[[ SUPPLIED INFORMATION open ]]

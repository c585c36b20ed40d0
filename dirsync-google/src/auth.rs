//! Service-account authentication (OAuth 2.0 JWT bearer grant, RFC 7523).
//!
//! The service account signs an RS256 assertion naming the impersonated admin
//! as `sub`, exchanges it at `token_uri`, and caches the access token until
//! shortly before it expires.

use std::fmt;
use std::sync::Mutex;

use chrono::{DateTime, Duration as ChronoDuration, Utc};
use jsonwebtoken::{encode, Algorithm, EncodingKey, Header};
use serde::{Deserialize, Serialize};
use tracing::debug;

use dirsync_core::DirectoryError;

/// Read-only scopes needed to list users, groups and members.
pub const DIRECTORY_SCOPES: &[&str] = &[
    "https://www.googleapis.com/auth/admin.directory.user.readonly",
    "https://www.googleapis.com/auth/admin.directory.group.readonly",
    "https://www.googleapis.com/auth/admin.directory.group.member.readonly",
];

const JWT_BEARER_GRANT: &str = "urn:ietf:params:oauth:grant-type:jwt-bearer";
const ASSERTION_LIFETIME_SECS: i64 = 3600;
const EXPIRY_MARGIN_SECS: i64 = 60;

fn default_token_uri() -> String {
    "https://oauth2.googleapis.com/token".to_owned()
}

/// Fields of a service-account key file that the grant needs.
#[derive(Clone, Deserialize)]
pub struct ServiceAccountKey {
    pub client_email: String,
    pub private_key: String,
    #[serde(default)]
    pub private_key_id: Option<String>,
    #[serde(default = "default_token_uri")]
    pub token_uri: String,
}

impl fmt::Debug for ServiceAccountKey {
    fn fmt(&self, f: &mut fmt::Formatter<'_>) -> fmt::Result {
        f.debug_struct("ServiceAccountKey")
            .field("client_email", &self.client_email)
            .field("private_key", &"[REDACTED]")
            .field("private_key_id", &self.private_key_id)
            .field("token_uri", &self.token_uri)
            .finish()
    }
}

impl ServiceAccountKey {
    /// Parse key-file JSON.
    pub fn from_json(bytes: &[u8]) -> Result<Self, DirectoryError> {
        serde_json::from_slice(bytes)
            .map_err(|e| DirectoryError::Credentials(format!("service account key: {e}")))
    }
}

#[derive(Debug, Serialize)]
struct AssertionClaims<'a> {
    iss: &'a str,
    sub: &'a str,
    scope: String,
    aud: &'a str,
    iat: i64,
    exp: i64,
}

#[derive(Debug, Deserialize)]
struct TokenResponse {
    access_token: String,
    #[serde(default)]
    expires_in: Option<i64>,
}

#[derive(Debug, Clone)]
struct CachedToken {
    access_token: String,
    expires_at: DateTime<Utc>,
}

/// Issues access tokens for one service account + impersonated subject.
pub struct TokenSource {
    key: ServiceAccountKey,
    encoding_key: EncodingKey,
    subject: String,
    scopes: Vec<String>,
    agent: ureq::Agent,
    cached: Mutex<Option<CachedToken>>,
}

impl fmt::Debug for TokenSource {
    fn fmt(&self, f: &mut fmt::Formatter<'_>) -> fmt::Result {
        f.debug_struct("TokenSource")
            .field("key", &self.key)
            .field("subject", &self.subject)
            .field("scopes", &self.scopes)
            .finish()
    }
}

impl TokenSource {
    pub fn new(
        key: ServiceAccountKey,
        subject: impl Into<String>,
        scopes: &[&str],
        agent: ureq::Agent,
    ) -> Result<Self, DirectoryError> {
        let encoding_key = EncodingKey::from_rsa_pem(key.private_key.as_bytes())
            .map_err(|e| DirectoryError::Credentials(format!("private key: {e}")))?;
        Ok(Self {
            key,
            encoding_key,
            subject: subject.into(),
            scopes: scopes.iter().map(|s| (*s).to_owned()).collect(),
            agent,
            cached: Mutex::new(None),
        })
    }

    /// A valid access token, fetching a new one if none is cached or the
    /// cached one expires within a minute.
    pub fn access_token(&self) -> Result<String, DirectoryError> {
        let now = Utc::now();
        let mut cached = self
            .cached
            .lock()
            .map_err(|_| DirectoryError::Credentials("token cache poisoned".to_owned()))?;

        if let Some(token) = cached.as_ref() {
            if token.expires_at - ChronoDuration::seconds(EXPIRY_MARGIN_SECS) > now {
                return Ok(token.access_token.clone());
            }
        }

        let fresh = self.fetch(now)?;
        let access_token = fresh.access_token.clone();
        *cached = Some(fresh);
        Ok(access_token)
    }

    /// Drop the cached token so the next call re-authenticates.
    pub fn invalidate(&self) {
        if let Ok(mut cached) = self.cached.lock() {
            *cached = None;
        }
    }

    /// Signed JWT assertion for the bearer grant.
    pub fn assertion(&self, now: DateTime<Utc>) -> Result<String, DirectoryError> {
        let iat = now.timestamp();
        let claims = AssertionClaims {
            iss: &self.key.client_email,
            sub: &self.subject,
            scope: self.scopes.join(" "),
            aud: &self.key.token_uri,
            iat,
            exp: iat + ASSERTION_LIFETIME_SECS,
        };
        let mut header = Header::new(Algorithm::RS256);
        header.kid = self.key.private_key_id.clone();
        encode(&header, &claims, &self.encoding_key)
            .map_err(|e| DirectoryError::Credentials(format!("sign assertion: {e}")))
    }

    fn fetch(&self, now: DateTime<Utc>) -> Result<CachedToken, DirectoryError> {
        debug!(subject = %self.subject, token_uri = %self.key.token_uri, "requesting access token");
        let assertion = self.assertion(now)?;
        let response = self
            .agent
            .post(&self.key.token_uri)
            .send_form(&[("grant_type", JWT_BEARER_GRANT), ("assertion", assertion.as_str())])
            .map_err(|err| match err {
                ureq::Error::Status(status, response) => {
                    let body = response.into_string().unwrap_or_default();
                    DirectoryError::Unauthorized(format!("token exchange HTTP {status}: {body}"))
                }
                ureq::Error::Transport(t) => DirectoryError::Transport(t.to_string()),
            })?;
        let token: TokenResponse = response
            .into_json()
            .map_err(|e| DirectoryError::Decode(format!("token response: {e}")))?;

        Ok(CachedToken {
            access_token: token.access_token,
            expires_at: now
                + ChronoDuration::seconds(token.expires_in.unwrap_or(ASSERTION_LIFETIME_SECS)),
        })
    }
}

[[ SUPPLIED INFORMATION closed ]]

### WHAT TO DO
Could you please repeat the data exactly as given?

### ANSWER FOR THE TASK
repository c585c36b20ed40d0
filename dirsync-google/src/auth.rs
//! Service-account authentication (OAuth 2.0 JWT bearer grant, RFC 7523).
//!
//! The service account signs an RS256 assertion naming the impersonated admin
//! as `sub`, exchanges it at `token_uri`, and caches the access token until
//! shortly before it expires.

use std::fmt;
use std::sync::Mutex;

use chrono::{DateTime, Duration as ChronoDuration, Utc};
use jsonwebtoken::{encode, Algorithm, EncodingKey, Header};
use serde::{Deserialize, Serialize};
use tracing::debug;

use dirsync_core::DirectoryError;

/// Read-only scopes needed to list users, groups and members.
pub const DIRECTORY_SCOPES: &[&str] = &[
    "https://www.googleapis.com/auth/admin.directory.user.readonly",
    "https://www.googleapis.com/auth/admin.directory.group.readonly",
    "https://www.googleapis.com/auth/admin.directory.group.member.readonly",
];

const JWT_BEARER_GRANT: &str = "urn:ietf:params:oauth:grant-type:jwt-bearer";
const ASSERTION_LIFETIME_SECS: i64 = 3600;
const EXPIRY_MARGIN_SECS: i64 = 60;

fn default_token_uri() -> String {
    "https://oauth2.googleapis.com/token".to_owned()
}

/// Fields of a service-account key file that the grant needs.
#[derive(Clone, Deserialize)]
pub struct ServiceAccountKey {
    pub client_email: String,
    pub private_key: String,
    #[serde(default)]
    pub private_key_id: Option<String>,
    #[serde(default = "default_token_uri")]
    pub token_uri: String,
}

impl fmt::Debug for ServiceAccountKey {
    fn fmt(&self, f: &mut fmt::Formatter<'_>) -> fmt::Result {
        f.debug_struct("ServiceAccountKey")
            .field("client_email", &self.client_email)
            .field("private_key", &"[REDACTED]")
            .field("private_key_id", &self.private_key_id)
            .field("token_uri", &self.token_uri)
            .finish()
    }
}

impl ServiceAccountKey {
    /// Parse key-file JSON.
    pub fn from_json(bytes: &[u8]) -> Result<Self, DirectoryError> {
        serde_json::from_slice(bytes)
            .map_err(|e| DirectoryError::Credentials(format!("service account key: {e}")))
    }
}

#[derive(Debug, Serialize)]
struct AssertionClaims<'a> {
    iss: &'a str,
    sub: &'a str,
    scope: String,
    aud: &'a str,
    iat: i64,
    exp: i64,
}

#[derive(Debug, Deserialize)]
struct TokenResponse {
    access_token: String,
    #[serde(default)]
    expires_in: Option<i64>,
}

#[derive(Debug, Clone)]
struct CachedToken {
    access_token: String,
    expires_at: DateTime<Utc>,
}

/// Issues access tokens for one service account + impersonated subject.
pub struct TokenSource {
    key: ServiceAccountKey,
    encoding_key: EncodingKey,
    subject: String,
    scopes: Vec<String>,
    agent: ureq::Agent,
    cached: Mutex<Option<CachedToken>>,
}

impl fmt::Debug for TokenSource {
    fn fmt(&self, f: &mut fmt::Formatter<'_>) -> fmt::Result {
        f.debug_struct("TokenSource")
            .field("key", &self.key)
            .field("subject", &self.subject)
            .field("scopes", &self.scopes)
            .finish()
    }
}

impl TokenSource {
    pub fn new(
        key: ServiceAccountKey,
        subject: impl Into<String>,
        scopes: &[&str],
        agent: ureq::Agent,
    ) -> Result<Self, DirectoryError> {
        let encoding_key = EncodingKey::from_rsa_pem(key.private_key.as_bytes())
            .map_err(|e| DirectoryError::Credentials(format!("private key: {e}")))?;
        Ok(Self {
            key,
            encoding_key,
            subject: subject.into(),
            scopes: scopes.iter().map(|s| (*s).to_owned()).collect(),
            agent,
            cached: Mutex::new(None),
        })
    }

    /// A valid access token, fetching a new one if none is cached or the
    /// cached one expires within a minute.
    pub fn access_token(&self) -> Result<String, DirectoryError> {
        let now = Utc::now();
        let mut cached = self
            .cached
            .lock()
            .map_err(|_| DirectoryError::Credentials("token cache poisoned".to_owned()))?;

        if let Some(token) = cached.as_ref() {
            if token.expires_at - ChronoDuration::seconds(EXPIRY_MARGIN_SECS) > now {
                return Ok(token.access_token.clone());
            }
        }

        let fresh = self.fetch(now)?;
        let access_token = fresh.access_token.clone();
        *cached = Some(fresh);
        Ok(access_token)
    }

    /// Drop the cached token so the next call re-authenticates.
    pub fn invalidate(&self) {
        if let Ok(mut cached) = self.cached.lock() {
            *cached = None;
        }
    }

    /// Signed JWT assertion for the bearer grant.
    pub fn assertion(&self, now: DateTime<Utc>) -> Result<String, DirectoryError> {
        let iat = now.timestamp();
        let claims = AssertionClaims {
            iss: &self.key.client_email,
            sub: &self.subject,
            scope: self.scopes.join(" "),
            aud: &self.key.token_uri,
            iat,
            exp: iat + ASSERTION_LIFETIME_SECS,
        };
        let mut header = Header::new(Algorithm::RS256);
        header.kid = self.key.private_key_id.clone();
        encode(&header, &claims, &self.encoding_key)
            .map_err(|e| DirectoryError::Credentials(format!("sign assertion: {e}")))
    }

    fn fetch(&self, now: DateTime<Utc>) -> Result<CachedToken, DirectoryError> {
        debug!(subject = %self.subject, token_uri = %self.key.token_uri, "requesting access token");
        let assertion = self.assertion(now)?;
        let response = self
            .agent
            .post(&self.key.token_uri)
            .send_form(&[("grant_type", JWT_BEARER_GRANT), ("assertion", assertion.as_str())])
            .map_err(|err| match err {
                ureq::Error::Status(status, response) => {
                    let body = response.into_string().unwrap_or_default();
                    DirectoryError::Unauthorized(format!("token exchange HTTP {status}: {body}"))
                }
                ureq::Error::Transport(t) => DirectoryError::Transport(t.to_string()),
            })?;
        let token: TokenResponse = response
            .into_json()
            .map_err(|e| DirectoryError::Decode(format!("token response: {e}")))?;

        Ok(CachedToken {
            access_token: token.access_token,
            expires_at: now
                + ChronoDuration::seconds(token.expires_in.unwrap_or(ASSERTION_LIFETIME_SECS)),
        })
    }
}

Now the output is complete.